To wrap up the month, we will be attending the 22nd Nordic Conference on Computational Linguistics (NoDaLiDa) in Turku, Finland. We will be representing two papers by Svanhvít Ingólfsdóttir: “Nefnir: A high accuracy lemmatizer for Icelandic” and “Towards High Accuracy Named Entity Recognition for Icelandic.”

All these acceptances exemplify our successful push to increase language technology for Icelandic.

Note: For more details about the papers, please go to our Publications page.

2019 Rannis Grants

Rannis (The Strategic Research and Development Programme for Language Technology) has awarded Hrafn two grants this year. Congratulations! The first project, Automatic Text Summarization (ATS) for Icelandic, will be worked on by a post-doctoral researcher and an Icelandic linguist in collaboration with mbl.is, Morgunblaðið’s news website. The second one is Named Entity Recognition (NER) for Icelandic. Svanhvít Lilja Ingólfsdóttir and Ásmundur Guðjónsson, two students from the Language Technology (Máltækni) masters program will work on the NER project in collaboration with the Icelandic Stock Exchange. Welcome to LVL!

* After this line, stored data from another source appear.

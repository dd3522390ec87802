//! Source tree enumeration.

use std::path::{Path, PathBuf};
use walkdir::WalkDir;

/// OS clutter never treated as a source file.
const IGNORED_FILES: &[&str] = &[".DS_Store", "Thumbs.db", "desktop.ini"];

/// How far below a directory to look.
#[derive(Debug, Clone, Copy, PartialEq, Eq)]
pub enum Depth {
    /// Direct children only (`dir/*`)
    Shallow,
    /// Whole subtree (`dir/**/*`)
    Recursive,
}

/// Collect files under `dir`, sorted by path. A missing `dir` yields nothing.
pub fn collect_files(dir: &Path, depth: Depth) -> Vec<PathBuf> {
    let max_depth = match depth {
        Depth::Shallow => 1,
        Depth::Recursive => usize::MAX,
    };

    WalkDir::new(dir)
        .min_depth(1)
        .max_depth(max_depth)
        .sort_by_file_name()
        .into_iter()
        .filter_map(Result::ok)
        .filter(|e| e.file_type().is_file())
        .filter(|e| {
            let name = e.file_name().to_str().unwrap_or_default();
            !IGNORED_FILES.contains(&name)
        })
        .map(walkdir::DirEntry::into_path)
        .collect()
}

/// Direct subdirectories of `dir`, sorted by path.
pub fn collect_dirs(dir: &Path) -> Vec<PathBuf> {
    WalkDir::new(dir)
        .min_depth(1)
        .max_depth(1)
        .sort_by_file_name()
        .into_iter()
        .filter_map(Result::ok)
        .filter(|e| e.file_type().is_dir())
        .map(walkdir::DirEntry::into_path)
        .collect()
}

/// Check the extension against a list, case-insensitively.
pub fn has_extension(path: &Path, extensions: &[&str]) -> bool {
    path.extension()
        .and_then(|e| e.to_str())
        .is_some_and(|ext| extensions.iter().any(|x| ext.eq_ignore_ascii_case(x)))
}

/// File name as UTF-8, or empty.
pub fn file_name(path: &Path) -> &str {
    path.file_name().and_then(|n| n.to_str()).unwrap_or_default()
}

#[cfg(test)]
mod tests {
    use super::*;
    use std::fs;

    fn tree() -> tempfile::TempDir {
        let dir = tempfile::tempdir().unwrap();
        for file in ["b.js", "a.js", "sub/c.js", "sub/deep/d.js", ".DS_Store"] {
            let path = dir.path().join(file);
            fs::create_dir_all(path.parent().unwrap()).unwrap();
            fs::write(path, "").unwrap();
        }
        dir
    }

    #[test]
    fn test_collect_shallow_sorted() {
        let dir = tree();
        let files = collect_files(dir.path(), Depth::Shallow);
        let names: Vec<_> = files.iter().map(|p| file_name(p)).collect();
        assert_eq!(names, vec!["a.js", "b.js"]);
    }

    #[test]
    fn test_collect_recursive() {
        let dir = tree();
        let files = collect_files(dir.path(), Depth::Recursive);
        assert_eq!(files.len(), 4);
        assert!(files.contains(&dir.path().join("sub/deep/d.js")));
    }

    #[test]
    fn test_collect_missing_dir() {
        assert!(collect_files(Path::new("/no/such/dir"), Depth::Recursive).is_empty());
        assert!(collect_dirs(Path::new("/no/such/dir")).is_empty());
    }

    #[test]
    fn test_collect_dirs() {
        let dir = tree();
        assert_eq!(collect_dirs(dir.path()), vec![dir.path().join("sub")]);
    }

    #[test]
    fn test_has_extension() {
        assert!(has_extension(Path::new("a.SCSS"), &["scss", "sass"]));
        assert!(has_extension(Path::new("a.sass"), &["scss", "sass"]));
        assert!(!has_extension(Path::new("a.css"), &["scss", "sass"]));
        assert!(!has_extension(Path::new("Makefile"), &["scss"]));
    }
}
//! Verbatim copy of `src/copy` into the output root.

use super::{StageContext, read_source, run_chain};
use crate::{
    pipeline::Chain,
    stages::Stage,
    utils::fs::{Depth, collect_files},
};
use anyhow::Result;

pub fn run(ctx: &StageContext<'_>) -> Result<usize> {
    let paths = &ctx.workspace.copy;
    let chain = Chain::new().emit();

    let sources = collect_files(&paths.input, Depth::Recursive)
        .into_iter()
        .map(|file| {
            let relative = file.strip_prefix(&paths.input).unwrap_or(&file);
            read_source(&file, relative)
        })
        .collect::<Result<Vec<_>>>()?;

    let writer = ctx.output.writer(Stage::Copy, &paths.output);
    run_chain(&chain, sources, &writer)
}
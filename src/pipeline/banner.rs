//! File header banner stamped onto script and style artifacts.

use crate::config::PackageConfig;
use chrono::Datelike;

/// Rendered banner line, including the trailing newline.
///
/// ```text
/// /*! <name> v<version> | (c) <year> <author> | <license> License | <repository> */
/// ```
#[derive(Debug, Clone, PartialEq, Eq)]
pub struct Banner(String);

impl Banner {
    pub fn new(package: &PackageConfig, year: i32) -> Self {
        Self(format!(
            "/*! {} v{} | (c) {} {} | {} License | {} */\n",
            package.name, package.version, year, package.author, package.license, package.repository
        ))
    }

    /// Banner for the current local year.
    pub fn current(package: &PackageConfig) -> Self {
        Self::new(package, chrono::Local::now().year())
    }

    #[cfg(test)]
    pub fn as_str(&self) -> &str {
        &self.0
    }

    /// Prepend the banner to `content`.
    pub fn stamp(&self, content: &[u8]) -> Vec<u8> {
        let mut out = Vec::with_capacity(self.0.len() + content.len());
        out.extend_from_slice(self.0.as_bytes());
        out.extend_from_slice(content);
        out
    }
}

Anna Björk has also been awarded a grant, for her company, Grammatek ehf., in cooperation with the city of Akranes. Congratulations and we wish you all the best with your new endeavor!

More information regarding the ATS post-doctoral research position can be found at https://lvl.ru.is/jobs.

 

 

Can stress be measured?

For the past few years, Eydís has been looking into it. She did a cross analysis on different measurements of cognitive workload with respect to the Icelandic flight industry. Cognitive workload, for the purposes of this article is synonymous with stress. The research indicates there are clear differences in measurements when an individual is rested or stressed. While the research focused on individuals in the aviation industry, the results can be applied to all people.

So, the answer to “Can stressed be measured?” is yes, most definitively. To get a more in-depth explanation of the indicators of stress, please read Eydís’ PhD thesis here

For more on the topic, read it here in Icelandic: https://www.ru.is/haskolinn/frettir/maeldi-alagseinkenni-i-tali

This research has been done in collaboration with ISAVIA and Icelandair.